Unusually for Volkswagen the brand, all of this year’s big new launches are already known about. Only the ID.4 is yet to be seen, and rumour has it that it won’t be at Geneva, the electric crossover reportedly set for a world premiere in New York City in April. That leaves a couple of Golf derivatives – the new GTD and GTI – along with in all likelihood the new Caddy, which was recently shown to the media at a special event in Düsseldorf. The Arteon estate might also be revealed.

The mystery of the Touareg plug-in hybrid, meanwhile, is now solved: this variant was announced in November 2018 but no production model ever appeared. This will be the first Volkswagen PHEV to be badged as an R. Even though it will be displayed at the show, production won’t start until the second half of the year, VW says. 

Other group brands will have some important premieres, such as the delayed and much needed successor for the Audi A3 Sportback. Word is, there won’t be replacements for the A3 or A3 Cabriolet though. The new A3 Sedan will be announced later in 2020.

Seat has already revealed the new Leon to the media, and the same applies to the Cupra Leon but both will be on display to the public. There will be a true world debut from Cupra though: a production version of the Formentor concept.

Skoda will have a couple of premieres too, with the petrol-powered Octavia vRS becoming a PHEV, although it’s said that a replacement for the diesel vRS is also in the pipeline and due for release later in 2020.

Bentley has a concept called Bacalar, along with the Continental GT Mulliner Convertible.
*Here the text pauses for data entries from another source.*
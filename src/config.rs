//! Configuration types for a SOAP binding endpoint.

use crate::parser::{SOAP_11_NS, SOAP_12_NS};
use crate::qname::QName;
use serde::{Deserialize, Serialize};

/// Main configuration for a SOAP binding endpoint.
#[derive(Debug, Clone, Serialize, Deserialize)]
#[serde(default)]
pub struct SoapBindingConfig {
    /// Config version
    pub version: String,

    /// Which WSDL port/binding the endpoint exposes
    pub endpoint: EndpointConfig,

    /// Canonical message wrapping
    pub wrapper: WrapperConfig,

    /// MustUnderstand header checks
    pub must_understand: MustUnderstandConfig,

    /// SOAPAction based dispatch
    pub soap_action: SoapActionConfig,
}

impl Default for SoapBindingConfig {
    fn default() -> Self {
        Self {
            version: "1".to_string(),
            endpoint: EndpointConfig::default(),
            wrapper: WrapperConfig::default(),
            must_understand: MustUnderstandConfig::default(),
            soap_action: SoapActionConfig::default(),
        }
    }
}

/// Endpoint selection.
///
/// When `binding` is set it wins; otherwise the binding is taken from the
/// named service port. With nothing set the definition must contain exactly
/// one binding.
#[derive(Debug, Clone, Default, Serialize, Deserialize)]
#[serde(default)]
pub struct EndpointConfig {
    /// Service name (`{ns}local` or local name)
    pub service: Option<String>,

    /// Port name within the service
    pub port: Option<String>,

    /// Binding name (`{ns}local` or local name)
    pub binding: Option<String>,

    /// Whether this endpoint provides or consumes the service
    pub role: EndpointRole,
}

/// Side of the exchange the endpoint sits on.
///
/// A provider receives requests (input messages) and sends responses
/// (output messages); a consumer does the opposite.
#[derive(Debug, Clone, Copy, PartialEq, Eq, Serialize, Deserialize, Default)]
#[serde(rename_all = "lowercase")]
pub enum EndpointRole {
    #[default]
    Provider,
    Consumer,
}

/// Canonical wrapper configuration.
#[derive(Debug, Clone, Serialize, Deserialize)]
#[serde(default)]
pub struct WrapperConfig {
    /// Wrap inbound payloads and unwrap outbound payloads
    pub enabled: bool,
}

impl Default for WrapperConfig {
    fn default() -> Self {
        Self { enabled: true }
    }
}

/// MustUnderstand configuration.
#[derive(Debug, Clone, Serialize, Deserialize)]
#[serde(default)]
pub struct MustUnderstandConfig {
    /// Enable MustUnderstand checks
    pub enabled: bool,

    /// Extra roles (URIs) this service acts in
    pub roles: Vec<String>,

    /// Headers the service processes outside of the WSDL contract
    pub understood_headers: Vec<QName>,
}

impl Default for MustUnderstandConfig {
    fn default() -> Self {
        Self {
            enabled: true,
            roles: Vec::new(),
            understood_headers: Vec::new(),
        }
    }
}

/// SOAPAction dispatch configuration.
#[derive(Debug, Clone, Serialize, Deserialize)]
#[serde(default)]
pub struct SoapActionConfig {
    /// Enable inbound resolution and outbound annotation
    pub enabled: bool,
}

impl Default for SoapActionConfig {
    fn default() -> Self {
        Self { enabled: true }
    }
}

/// SOAP versions.
#[derive(Debug, Clone, Copy, PartialEq, Eq, Hash, Serialize, Deserialize, Default)]
pub enum SoapVersion {
    /// SOAP 1.1 (namespace: http://schemas.xmlsoap.org/soap/envelope/)
    #[default]
    #[serde(rename = "1.1")]
    Soap11,
    /// SOAP 1.2 (namespace: http://www.w3.org/2003/05/soap-envelope)
    #[serde(rename = "1.2")]
    Soap12,
}

impl SoapVersion {
    /// Envelope namespace URI.
    pub fn namespace(&self) -> &'static str {
        match self {
            Self::Soap11 => SOAP_11_NS,
            Self::Soap12 => SOAP_12_NS,
        }
    }

    /// Detect the version from an envelope namespace URI.
    pub fn from_namespace(namespace: &str) -> Option<Self> {
        match namespace {
            SOAP_11_NS => Some(Self::Soap11),
            SOAP_12_NS => Some(Self::Soap12),
            _ => None,
        }
    }

    /// Content type used on the wire.
    pub fn content_type(&self) -> &'static str {
        match self {
            Self::Soap11 => "text/xml; charset=utf-8",
            Self::Soap12 => "application/soap+xml; charset=utf-8",
        }
    }
}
The new Flying Spur will also be on display and the V8 and V6 PHEV variants may be announced.

One brand which has in the past made quite a splash at the Geneva Salon has been suspiciously silent in the run-up to this year’s event. Might Bugatti have a show-stopping concept planned?

The second largest OEM in the greater European market will have only a minor presence at the Geneva Salon, DS being the sole Groupe PSA brand with a stand. The 9, a 5m long sedan which will likely be the French president’s next official ride, shares much with the extended wheelbase Peugeot 508L. It will probably be manufactured in the same Wuhan 2 plant too. Right-hand drive production is also planned, a spokesman has told just-auto.

Peugeot won’t be at the show but the prototype it revealed there a year ago will be announced soon. The 508 PSE (Peugeot Sport Engineered) packs the same 360PS from its 1.6-litre petrol turbo engine and two motors as the top-spec DS 9 E-Tense.

Groupe Renault had a terrible January sales-wise though that was mostly due to Dacia (-31% across Europe). The Romanian marque needs a replacement for the seven year old Sandero pronto, and also models and variants which help with the need to get the group’s CO2 average down to 95g/km. An electric Dacia is promised and this could be a rebadging of China’s Renault City K-ZE. All will be revealed on Geneva’s press preview day, the official statement being that the covers will be lifted on an electric ‘urban city car’.

Renault itself has some novelties for the show too, these also being either BEVs or PHEVs. Will the addition of the Megane E-Tech plug-in be enough to help this model range regain some sales momentum? Other than the Megane, the brand’s line-up is now one of the youngest in Europe so there shouldn’t be too much else launched in 2020, apart from a new Kangoo.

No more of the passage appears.